Information:
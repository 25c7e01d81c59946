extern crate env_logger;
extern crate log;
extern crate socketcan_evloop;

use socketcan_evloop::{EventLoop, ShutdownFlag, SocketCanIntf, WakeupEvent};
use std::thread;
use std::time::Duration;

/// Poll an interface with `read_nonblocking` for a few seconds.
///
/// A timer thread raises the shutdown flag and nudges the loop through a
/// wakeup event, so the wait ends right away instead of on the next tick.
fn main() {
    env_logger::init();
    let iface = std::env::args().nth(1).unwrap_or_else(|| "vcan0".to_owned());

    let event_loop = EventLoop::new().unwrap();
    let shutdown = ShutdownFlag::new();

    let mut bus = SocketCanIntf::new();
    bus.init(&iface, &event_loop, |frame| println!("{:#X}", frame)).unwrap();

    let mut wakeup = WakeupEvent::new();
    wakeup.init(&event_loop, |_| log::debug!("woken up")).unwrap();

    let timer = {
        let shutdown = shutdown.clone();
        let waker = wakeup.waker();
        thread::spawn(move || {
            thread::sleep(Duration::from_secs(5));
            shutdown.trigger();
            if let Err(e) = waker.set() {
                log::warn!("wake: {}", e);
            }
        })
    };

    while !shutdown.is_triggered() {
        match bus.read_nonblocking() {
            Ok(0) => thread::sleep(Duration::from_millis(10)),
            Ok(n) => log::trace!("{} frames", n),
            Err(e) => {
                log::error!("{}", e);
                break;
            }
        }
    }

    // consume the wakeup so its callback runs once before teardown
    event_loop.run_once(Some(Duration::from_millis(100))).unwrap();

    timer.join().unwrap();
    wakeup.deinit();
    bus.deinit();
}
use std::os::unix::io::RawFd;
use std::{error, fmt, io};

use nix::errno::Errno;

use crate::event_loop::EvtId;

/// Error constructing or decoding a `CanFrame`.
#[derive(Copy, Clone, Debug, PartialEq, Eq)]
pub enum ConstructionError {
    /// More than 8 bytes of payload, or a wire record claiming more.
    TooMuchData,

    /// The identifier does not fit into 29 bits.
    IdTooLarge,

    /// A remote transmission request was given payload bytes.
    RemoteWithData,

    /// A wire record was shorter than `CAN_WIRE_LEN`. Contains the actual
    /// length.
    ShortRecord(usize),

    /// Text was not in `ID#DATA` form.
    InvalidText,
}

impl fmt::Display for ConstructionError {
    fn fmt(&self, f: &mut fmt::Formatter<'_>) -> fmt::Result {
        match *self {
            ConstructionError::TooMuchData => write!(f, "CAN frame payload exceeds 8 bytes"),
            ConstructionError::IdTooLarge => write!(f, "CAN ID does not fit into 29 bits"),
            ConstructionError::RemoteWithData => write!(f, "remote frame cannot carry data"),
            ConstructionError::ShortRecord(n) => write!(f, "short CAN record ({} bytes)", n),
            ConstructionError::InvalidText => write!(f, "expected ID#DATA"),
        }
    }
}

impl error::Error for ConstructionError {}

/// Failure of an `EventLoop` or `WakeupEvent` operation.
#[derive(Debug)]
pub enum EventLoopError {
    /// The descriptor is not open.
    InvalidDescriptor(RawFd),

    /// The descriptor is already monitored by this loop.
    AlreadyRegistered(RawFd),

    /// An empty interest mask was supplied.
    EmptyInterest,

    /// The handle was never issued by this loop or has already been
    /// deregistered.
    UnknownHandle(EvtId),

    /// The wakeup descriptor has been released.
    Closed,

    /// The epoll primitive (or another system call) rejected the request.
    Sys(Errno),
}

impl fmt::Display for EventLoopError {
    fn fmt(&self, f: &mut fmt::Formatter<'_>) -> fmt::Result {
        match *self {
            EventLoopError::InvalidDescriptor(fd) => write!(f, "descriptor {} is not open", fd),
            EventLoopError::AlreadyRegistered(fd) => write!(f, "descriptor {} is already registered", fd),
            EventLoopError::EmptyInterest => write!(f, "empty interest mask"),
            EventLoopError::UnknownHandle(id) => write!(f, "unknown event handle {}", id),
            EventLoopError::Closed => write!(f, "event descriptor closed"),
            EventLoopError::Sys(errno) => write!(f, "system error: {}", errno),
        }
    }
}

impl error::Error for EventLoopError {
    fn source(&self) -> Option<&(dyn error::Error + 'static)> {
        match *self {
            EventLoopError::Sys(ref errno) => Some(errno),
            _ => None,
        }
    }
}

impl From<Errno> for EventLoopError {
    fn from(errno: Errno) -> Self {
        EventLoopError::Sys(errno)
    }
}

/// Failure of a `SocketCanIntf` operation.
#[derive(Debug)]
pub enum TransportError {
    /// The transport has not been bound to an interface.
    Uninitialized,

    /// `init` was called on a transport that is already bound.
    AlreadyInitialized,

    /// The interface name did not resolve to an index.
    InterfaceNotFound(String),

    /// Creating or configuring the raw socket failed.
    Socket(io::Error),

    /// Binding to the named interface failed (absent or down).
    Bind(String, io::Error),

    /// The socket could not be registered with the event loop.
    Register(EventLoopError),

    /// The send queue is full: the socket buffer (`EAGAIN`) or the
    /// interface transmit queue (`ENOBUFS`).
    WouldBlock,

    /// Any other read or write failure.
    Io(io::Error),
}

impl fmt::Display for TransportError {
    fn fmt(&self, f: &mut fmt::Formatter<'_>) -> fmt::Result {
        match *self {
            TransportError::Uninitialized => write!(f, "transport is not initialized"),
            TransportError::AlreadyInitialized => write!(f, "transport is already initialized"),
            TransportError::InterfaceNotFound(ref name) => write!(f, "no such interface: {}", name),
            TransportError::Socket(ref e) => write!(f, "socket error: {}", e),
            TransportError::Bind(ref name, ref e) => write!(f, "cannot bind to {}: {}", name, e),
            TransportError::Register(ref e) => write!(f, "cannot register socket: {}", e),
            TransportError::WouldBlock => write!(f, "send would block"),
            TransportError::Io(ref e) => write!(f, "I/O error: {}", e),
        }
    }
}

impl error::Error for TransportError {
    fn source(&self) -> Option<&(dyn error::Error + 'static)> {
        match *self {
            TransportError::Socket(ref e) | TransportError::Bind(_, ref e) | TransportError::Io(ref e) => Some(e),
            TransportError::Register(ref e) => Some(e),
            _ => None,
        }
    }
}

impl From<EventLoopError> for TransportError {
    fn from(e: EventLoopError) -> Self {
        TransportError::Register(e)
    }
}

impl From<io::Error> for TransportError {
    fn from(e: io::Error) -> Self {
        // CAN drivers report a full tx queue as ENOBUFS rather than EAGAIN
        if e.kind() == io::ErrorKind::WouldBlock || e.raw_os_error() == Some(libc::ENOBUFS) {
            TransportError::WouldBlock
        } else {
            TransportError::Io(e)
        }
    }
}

What to work on:
Would you state how many lines in the listing above contain the word "Display"? Reply with the number and no other words.

Answer to the problem:
3